Early last week, Tommy Steel, the workshop manager, received a phone call from the Fabric Convener of Tranent Church outside Edinburgh. Initially, the Convener from Tranent suggested that the pews available were pine and Tommy all but said that if they were not of decent quality we would not take them as our storage space is now very limited because we have so much other wood of fine quality in stock. Tommy suggested that he email some photographs of the pews.

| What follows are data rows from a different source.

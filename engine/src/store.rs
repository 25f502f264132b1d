//! Store - the in-memory record container.
//!
//! The store holds the live, editable collection together with the pristine
//! snapshot taken when the collection was loaded. Every mutation goes
//! through the store; callers only ever see shared references to records.

use crate::{
    error::Result,
    import::{export_rows, ExportRow},
    Book, Error, Field, FieldValue, RecordId,
};
use serde::{Deserialize, Serialize};
use std::collections::{BTreeMap, HashMap};
use std::sync::Arc;

/// A batch entry for [`RecordStore::bulk_edit`].
#[derive(Debug, Clone, PartialEq, Eq, Serialize, Deserialize)]
pub struct BulkUpdate {
    /// Target record
    pub id: RecordId,
    /// New values by field
    pub changes: BTreeMap<Field, FieldValue>,
}

impl BulkUpdate {
    /// Create an update with no changes.
    pub fn new(id: RecordId) -> Self {
        Self {
            id,
            changes: BTreeMap::new(),
        }
    }

    /// Builder-style method to add a change.
    pub fn with_change(mut self, field: Field, value: impl Into<FieldValue>) -> Self {
        self.changes.insert(field, value.into());
        self
    }
}

/// One field that differs between the live record and its pristine copy.
#[derive(Debug, Clone, PartialEq, Eq, Serialize, Deserialize)]
#[serde(rename_all = "camelCase")]
pub struct FieldChange {
    pub field: Field,
    pub before: String,
    pub after: String,
}

/// Differences for one modified record.
#[derive(Debug, Clone, PartialEq, Eq, Serialize, Deserialize)]
#[serde(rename_all = "camelCase")]
pub struct RecordDiff {
    pub id: RecordId,
    /// Empty when the record is flagged modified but holds its original values
    pub changes: Vec<FieldChange>,
}

/// The live collection plus its pristine snapshot.
///
/// Both halves are replaced together by [`load`](Self::load); the live
/// half is restored from the snapshot by [`reset`](Self::reset). The two
/// never share record storage.
#[derive(Debug, Clone)]
pub struct RecordStore {
    /// Editable records in load order
    live: Vec<Book>,
    /// Records exactly as loaded
    pristine: Arc<[Book]>,
    /// Position of each id in both `live` and `pristine`
    index: HashMap<RecordId, usize>,
    /// Message of the last failure reported to the user
    error: Option<String>,
}

impl Default for RecordStore {
    fn default() -> Self {
        Self::new()
    }
}

impl RecordStore {
    /// Create an empty store.
    pub fn new() -> Self {
        Self {
            live: Vec::new(),
            pristine: Arc::from(Vec::new()),
            index: HashMap::new(),
            error: None,
        }
    }

    /// Replace the live collection and the snapshot with `records`.
    ///
    /// Fails without touching the current state if `records` is empty or
    /// contains the same id twice. A successful load clears the error state.
    pub fn load(&mut self, records: Vec<Book>) -> Result<()> {
        if records.is_empty() {
            return Err(Error::EmptyDataset);
        }

        let mut index = HashMap::with_capacity(records.len());
        for (pos, record) in records.iter().enumerate() {
            if index.insert(record.id, pos).is_some() {
                return Err(Error::DuplicateId(record.id));
            }
        }

        self.pristine = Arc::from(records.clone());
        self.live = records;
        self.index = index;
        self.error = None;

        tracing::debug!(records = self.live.len(), "collection loaded");
        Ok(())
    }

    /// Set `field` of record `id` to `value` and mark it modified.
    ///
    /// Returns `false` and changes nothing when no record has that id.
    pub fn edit(&mut self, id: RecordId, field: Field, value: impl Into<FieldValue>) -> bool {
        self.apply_edit(id, field, &value.into())
    }

    /// Apply a batch of edits in order.
    ///
    /// Several updates for one id accumulate. Returns the number of
    /// updates that matched a record.
    pub fn bulk_edit(&mut self, updates: &[BulkUpdate]) -> usize {
        let mut applied = 0;
        for update in updates {
            let Some(&pos) = self.index.get(&update.id) else {
                tracing::trace!(id = update.id, "bulk update ignored: unknown record id");
                continue;
            };
            let record = &mut self.live[pos];
            for (field, value) in &update.changes {
                record.apply(*field, value);
            }
            // A matched update with no changes still counts as an edit
            record.modified = true;
            applied += 1;
        }
        applied
    }

    fn apply_edit(&mut self, id: RecordId, field: Field, value: &FieldValue) -> bool {
        match self.index.get(&id) {
            Some(&pos) => {
                self.live[pos].apply(field, value);
                true
            }
            None => {
                tracing::trace!(id, %field, "edit ignored: unknown record id");
                false
            }
        }
    }

    /// Restore the live collection from the snapshot and clear the error.
    pub fn reset(&mut self) {
        self.live = self.pristine.to_vec();
        self.error = None;
        tracing::debug!(records = self.live.len(), "collection reset to snapshot");
    }

    /// Whether any live record is marked modified.
    pub fn has_modifications(&self) -> bool {
        self.live.iter().any(|r| r.modified)
    }

    /// Number of live records marked modified.
    pub fn modified_count(&self) -> usize {
        self.live.iter().filter(|r| r.modified).count()
    }

    /// The live collection with bookkeeping fields stripped.
    pub fn export(&self) -> Vec<ExportRow> {
        export_rows(&self.live)
    }

    /// Field-level differences of every modified record against the snapshot.
    pub fn diff(&self) -> Vec<RecordDiff> {
        self.live
            .iter()
            .zip(self.pristine.iter())
            .filter(|(live, _)| live.modified)
            .map(|(live, original)| RecordDiff {
                id: live.id,
                changes: Field::ALL
                    .into_iter()
                    .filter_map(|field| {
                        let before = original.text(field);
                        let after = live.text(field);
                        (before != after).then(|| FieldChange {
                            field,
                            before: before.into_owned(),
                            after: after.into_owned(),
                        })
                    })
                    .collect(),
            })
            .collect()
    }

    /// The live records in load order.
    pub fn records(&self) -> &[Book] {
        &self.live
    }

    /// The records as they were loaded.
    pub fn pristine(&self) -> &[Book] {
        &self.pristine
    }

    /// A shared handle to the snapshot.
    pub fn pristine_shared(&self) -> Arc<[Book]> {
        Arc::clone(&self.pristine)
    }

    /// Get a live record by id.
    pub fn get(&self, id: RecordId) -> Option<&Book> {
        self.index.get(&id).map(|&pos| &self.live[pos])
    }

    /// Number of live records.
    pub fn len(&self) -> usize {
        self.live.len()
    }

    /// Whether the store holds no records.
    pub fn is_empty(&self) -> bool {
        self.live.is_empty()
    }

    /// Whether a collection has been loaded.
    pub fn is_loaded(&self) -> bool {
        !self.pristine.is_empty()
    }

    /// The last error recorded for the user, if any.
    pub fn last_error(&self) -> Option<&str> {
        self.error.as_deref()
    }

    /// Record an error message for the user.
    pub fn set_error(&mut self, message: impl Into<String>) {
        self.error = Some(message.into());
    }

    /// Forget the recorded error.
    pub fn clear_error(&mut self) {
        self.error = None;
    }
}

On Friday afternoon, the photographs arrived and revealed an entire church full of some of the most gorgeous, golden oak it is possible to imagine; all available right now to be picked up and ready to use. And so, we anticipate that before the end of the coming week, some of these discarded pews from Tranent will be finding a new life as a part of the lecterns and Moderator’s desk now taking shape at the GRoW workshop at Greyfriars Kirkhouse in Edinburgh ready for use in May.
As George Macleod famously put it. “If you think that is just coincidence, I hope you have a dull life”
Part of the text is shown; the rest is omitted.